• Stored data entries
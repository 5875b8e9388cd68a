//! OData v4 resource addressing and collection query core
//!
//! Translates a URL path into a chain of resolved resources (collections,
//! entities, keyed lookups) and serves paginated views over an abstract data
//! source. HTTP transport, concrete data-source adapters, and the full
//! `$filter` grammar live outside this crate.

pub mod collection;
pub mod context;
pub mod error;
pub mod key;
pub mod model;
pub mod orderby;
pub mod pagination;
pub mod path;
pub mod problem_mapping;
pub mod tokenizer;
pub mod value;

pub use collection::CollectionInstance;
pub use context::{QueryOptions, RequestContext};
pub use error::Error;
pub use key::{KeyValue, resolve_key};
pub use model::{
    Capability, CapabilitySet, CollectionDefinition, Entity, Identifier, KeyKind,
    NavigationBinding, Property, ReferentialConstraint, ResourceModel,
};
pub use orderby::parse_orderby;
pub use pagination::{DataSource, PageReader};
pub use path::{Outcome, PathResolver, SegmentHandler, SegmentStep, Target};
pub use tokenizer::Tokenizer;
pub use value::{PrimitiveKind, PrimitiveValue};

// Ordering primitives
#[derive(Clone, Copy, Debug, PartialEq, Eq, serde::Serialize, serde::Deserialize)]
pub enum SortDir {
    #[serde(rename = "asc")]
    Asc,
    #[serde(rename = "desc")]
    Desc,
}

#[derive(Clone, Debug, PartialEq)]
pub struct OrderKey {
    pub field: String,
    pub dir: SortDir,
}

/// Ordered list of sort keys parsed from `$orderby`. Order defines sort
/// precedence; duplicates are deliberately preserved for the data source to
/// interpret.
#[derive(Clone, Debug, Default, PartialEq)]
#[must_use]
pub struct OrderBy(pub Vec<OrderKey>);

impl OrderBy {
    pub fn empty() -> Self {
        Self(vec![])
    }

    #[must_use]
    pub fn is_empty(&self) -> bool {
        self.0.is_empty()
    }

    #[must_use]
    pub fn len(&self) -> usize {
        self.0.len()
    }
}

impl std::fmt::Display for OrderBy {
    fn fmt(&self, f: &mut std::fmt::Formatter<'_>) -> std::fmt::Result {
        if self.0.is_empty() {
            return write!(f, "(none)");
        }

        let formatted: Vec<String> = self
            .0
            .iter()
            .map(|key| {
                let dir_str = match key.dir {
                    SortDir::Asc => "asc",
                    SortDir::Desc => "desc",
                };
                format!("{} {}", key.field, dir_str)
            })
            .collect();

        write!(f, "{}", formatted.join(", "))
    }
}
//! Collection pagination engine
//!
//! A [`PageReader`] is a forward-only cursor over an abstract data source.
//! It reconciles two windows: the server-side maximum page size declared on
//! the collection definition, and the client-requested `$top`/`$skip`. A
//! client may ask for more entities than the source returns per fetch; the
//! reader transparently issues further fetches as the current page is
//! exhausted, never surfacing more than the client's `$top` in total.
//!
//! There is no rewind operation: the cursor state only advances, matching
//! streaming emission. Fetching is the only blocking point and happens only
//! when the current page is exhausted and more entities are both wanted and
//! permitted.

use std::sync::Arc;

use tracing::{debug, trace};

use crate::error::Error;
use crate::key::KeyValue;
use crate::model::Entity;

/// Abstract source of entity pages. Implementations are external
/// collaborators (database adapters, remote services); `fetch_page` may
/// block on I/O.
pub trait DataSource: Send + Sync {
    /// Fetch up to `top` entities, skipping the first `skip`, in the
    /// source's stable order. `None` means the source's default page size.
    ///
    /// # Errors
    /// `Error::Source` on an adapter failure.
    fn fetch_page(&self, skip: u64, top: Option<u64>) -> Result<Vec<Entity>, Error>;

    /// Fetch the single entity matching `key`, if any.
    ///
    /// # Errors
    /// `Error::Source` on an adapter failure.
    fn read_by_key(&self, key: &KeyValue) -> Result<Option<Entity>, Error>;

    /// Exact total count, when the source supports it.
    ///
    /// # Errors
    /// `Error::Source` on an adapter failure.
    fn total_count(&self) -> Result<Option<u64>, Error> {
        Ok(None)
    }
}

/// Stateful, forward-only iterator over one collection. The cursor state
/// (`skip`, `top`, `top_limit`, `fetched`) is monotonically advanced and
/// never shared across requests.
pub struct PageReader {
    source: Arc<dyn DataSource>,
    /// Whether the source can be asked for further pages past a short page.
    server_paging: bool,
    skip: u64,
    /// Requested size of the next fetch; `None` is unbounded.
    top: Option<u64>,
    /// Absolute cap on entities ever surfaced; `None` is unbounded.
    top_limit: Option<u64>,
    fetched: u64,
    page: Option<Vec<Entity>>,
    cursor: usize,
}

impl PageReader {
    pub(crate) fn new(
        source: Arc<dyn DataSource>,
        server_paging: bool,
        client_skip: Option<u64>,
        client_top: Option<u64>,
        max_page_size: Option<u64>,
    ) -> Self {
        let top = match (client_top, max_page_size) {
            (Some(t), Some(m)) => Some(t.min(m)),
            (Some(t), None) => Some(t),
            (None, m) => m,
        };
        Self {
            source,
            server_paging,
            skip: client_skip.unwrap_or(0),
            top,
            top_limit: client_top,
            fetched: 0,
            page: None,
            cursor: 0,
        }
    }

    /// True iff the cursor points at an entity, fetching lazily as needed.
    ///
    /// Idempotent: repeated calls without [`advance`](Self::advance) never
    /// trigger additional fetches.
    ///
    /// # Errors
    /// Propagates `Error::Source` from the data source.
    pub fn has_current(&mut self) -> Result<bool, Error> {
        if self.top == Some(0) {
            return Ok(false);
        }
        if self.page.is_none() {
            self.fetch()?;
        }
        loop {
            let page_len = self.page.as_ref().map_or(0, Vec::len);
            if self.cursor < page_len {
                return Ok(true);
            }
            // Cursor is past the end of the current page.
            if !self.server_paging || page_len == 0 {
                // A short or empty page is the end of the source when it
                // cannot be asked for more.
                return Ok(false);
            }
            if let Some(limit) = self.top_limit {
                if self.fetched >= limit {
                    trace!(fetched = self.fetched, limit, "top limit reached");
                    return Ok(false);
                }
                let remaining = limit - self.fetched;
                self.top = Some(self.top.map_or(remaining, |t| t.min(remaining)));
            }
            self.skip += page_len as u64;
            self.fetch()?;
        }
    }

    /// The entity under the cursor, if [`has_current`](Self::has_current)
    /// last returned true.
    #[must_use]
    pub fn current(&self) -> Option<&Entity> {
        self.page.as_ref().and_then(|p| p.get(self.cursor))
    }

    /// Move the cursor one entity forward. Crossing the page boundary defers
    /// the next fetch to the following `has_current` call.
    pub fn advance(&mut self) {
        self.cursor += 1;
    }

    /// Size of the page currently held, forcing at least one fetch. `None`
    /// when no fetch has occurred (zero-size request). This is a best-effort
    /// page-local count, not the full collection size.
    ///
    /// # Errors
    /// Propagates `Error::Source` from the data source.
    pub fn count(&mut self) -> Result<Option<usize>, Error> {
        let _ = self.has_current()?;
        Ok(self.page.as_ref().map(Vec::len))
    }

    /// Running total of entities fetched so far.
    #[must_use]
    pub fn fetched(&self) -> u64 {
        self.fetched
    }

    /// Read the remainder of the window into a vector.
    ///
    /// # Errors
    /// Propagates `Error::Source` from the data source.
    pub fn drain(mut self) -> Result<Vec<Entity>, Error> {
        let mut out = Vec::new();
        while self.has_current()? {
            if let Some(entity) = self.current() {
                out.push(entity.clone());
            }
            self.advance();
        }
        Ok(out)
    }

    fn fetch(&mut self) -> Result<(), Error> {
        debug!(skip = self.skip, top = ?self.top, "fetching page from data source");
        let mut page = self.source.fetch_page(self.skip, self.top)?;
        if let Some(top) = self.top {
            // A misbehaving source must not push the reader past its window.
            page.truncate(usize::try_from(top).unwrap_or(usize::MAX));
        }
        self.fetched += page.len() as u64;
        trace!(page_len = page.len(), fetched = self.fetched, "page fetched");
        self.page = Some(page);
        self.cursor = 0;
        Ok(())
    }
}

#[cfg(test)]
mod tests {
    use super::*;
    use std::sync::Mutex;

    use crate::value::PrimitiveValue;

    fn entity(id: i32) -> Entity {
        Entity::new([("Id", PrimitiveValue::Int32(id))])
    }

    /// In-memory source with a fixed per-fetch page cap, logging every fetch.
    struct CappedSource {
        rows: Vec<Entity>,
        page_cap: u64,
        log: Mutex<Vec<(u64, Option<u64>)>>,
    }

    impl CappedSource {
        fn of(count: i32, page_cap: u64) -> Self {
            Self {
                rows: (0..count).map(entity).collect(),
                page_cap,
                log: Mutex::new(Vec::new()),
            }
        }

        fn fetches(&self) -> Vec<(u64, Option<u64>)> {
            self.log.lock().unwrap().clone()
        }
    }

    impl DataSource for CappedSource {
        fn fetch_page(&self, skip: u64, top: Option<u64>) -> Result<Vec<Entity>, Error> {
            self.log.lock().unwrap().push((skip, top));
            let want = top.unwrap_or(self.page_cap).min(self.page_cap);
            let start = usize::try_from(skip).unwrap().min(self.rows.len());
            let end = (start + usize::try_from(want).unwrap()).min(self.rows.len());
            Ok(self.rows[start..end].to_vec())
        }

        fn read_by_key(&self, key: &KeyValue) -> Result<Option<Entity>, Error> {
            Ok(self
                .rows
                .iter()
                .find(|e| e.get(&key.property.name) == Some(&key.value))
                .cloned())
        }
    }

    fn reader(source: &Arc<CappedSource>, skip: Option<u64>, top: Option<u64>) -> PageReader {
        PageReader::new(
            Arc::clone(source) as Arc<dyn DataSource>,
            true,
            skip,
            top,
            None,
        )
    }

    #[test]
    fn large_top_spans_multiple_fetches() {
        let source = Arc::new(CappedSource::of(100, 10));
        let r = reader(&source, None, Some(25));
        let rows = r.drain().unwrap();

        assert_eq!(rows.len(), 25);
        assert_eq!(rows[0], entity(0));
        assert_eq!(rows[24], entity(24));
        let fetches = source.fetches();
        assert!(fetches.len() <= 3, "expected at most 3 fetches: {fetches:?}");
        assert_eq!(fetches[0], (0, Some(25)));
        assert_eq!(fetches[1], (10, Some(15)));
        assert_eq!(fetches[2], (20, Some(5)));
    }

    #[test]
    fn fetched_never_exceeds_the_top_limit() {
        let source = Arc::new(CappedSource::of(100, 10));
        let mut r = reader(&source, None, Some(25));
        while r.has_current().unwrap() {
            assert!(r.fetched() <= 25);
            r.advance();
        }
        assert_eq!(r.fetched(), 25);
    }

    #[test]
    fn skip_is_forwarded_and_advanced() {
        let source = Arc::new(CappedSource::of(13, 3));
        let r = reader(&source, Some(10), Some(5));
        let rows = r.drain().unwrap();

        // Only 3 rows exist past skip=10; the source is then exhausted via
        // an empty page.
        assert_eq!(rows.len(), 3);
        let fetches = source.fetches();
        assert_eq!(fetches[0], (10, Some(5)));
        assert_eq!(fetches[1], (13, Some(2)));
    }

    #[test]
    fn short_page_without_server_paging_is_exhaustion() {
        let source = Arc::new(CappedSource::of(100, 10));
        let mut r = PageReader::new(
            Arc::clone(&source) as Arc<dyn DataSource>,
            false,
            None,
            Some(25),
            None,
        );
        let mut n = 0;
        while r.has_current().unwrap() {
            n += 1;
            r.advance();
        }
        assert_eq!(n, 10);
        assert_eq!(source.fetches().len(), 1);
    }

    #[test]
    fn has_current_is_idempotent() {
        let source = Arc::new(CappedSource::of(5, 10));
        let mut r = reader(&source, None, Some(3));
        assert!(r.has_current().unwrap());
        assert!(r.has_current().unwrap());
        assert!(r.has_current().unwrap());
        assert_eq!(source.fetches().len(), 1);
        assert_eq!(r.current(), Some(&entity(0)));
    }

    #[test]
    fn zero_top_never_fetches() {
        let source = Arc::new(CappedSource::of(5, 10));
        let mut r = reader(&source, None, Some(0));
        assert!(!r.has_current().unwrap());
        assert!(source.fetches().is_empty());
        assert_eq!(r.count().unwrap(), None);
    }

    #[test]
    fn count_is_page_local() {
        let source = Arc::new(CappedSource::of(30, 10));
        let mut r = reader(&source, None, None);
        assert_eq!(r.count().unwrap(), Some(10));
        // Counting again does not fetch more.
        assert_eq!(r.count().unwrap(), Some(10));
        assert_eq!(source.fetches().len(), 1);
    }

    #[test]
    fn max_page_size_caps_the_first_fetch() {
        let source = Arc::new(CappedSource::of(100, 50));
        let r = PageReader::new(
            Arc::clone(&source) as Arc<dyn DataSource>,
            true,
            None,
            Some(25),
            Some(10),
        );
        let rows = r.drain().unwrap();
        assert_eq!(rows.len(), 25);
        assert_eq!(source.fetches()[0], (0, Some(10)));
    }

    #[test]
    fn exhausted_source_yields_fewer_than_requested() {
        let source = Arc::new(CappedSource::of(7, 10));
        let r = reader(&source, None, Some(25));
        assert_eq!(r.drain().unwrap().len(), 7);
    }
}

• Work instructions
In the records above, find the line containing "pub mod model;" and restate word for word every line from the first through that one.

• Solution
repository 5875b8e9388cd68a
//! OData v4 resource addressing and collection query core
//!
//! Translates a URL path into a chain of resolved resources (collections,
//! entities, keyed lookups) and serves paginated views over an abstract data
//! source. HTTP transport, concrete data-source adapters, and the full
//! `$filter` grammar live outside this crate.

pub mod collection;
pub mod context;
pub mod error;
pub mod key;
pub mod model;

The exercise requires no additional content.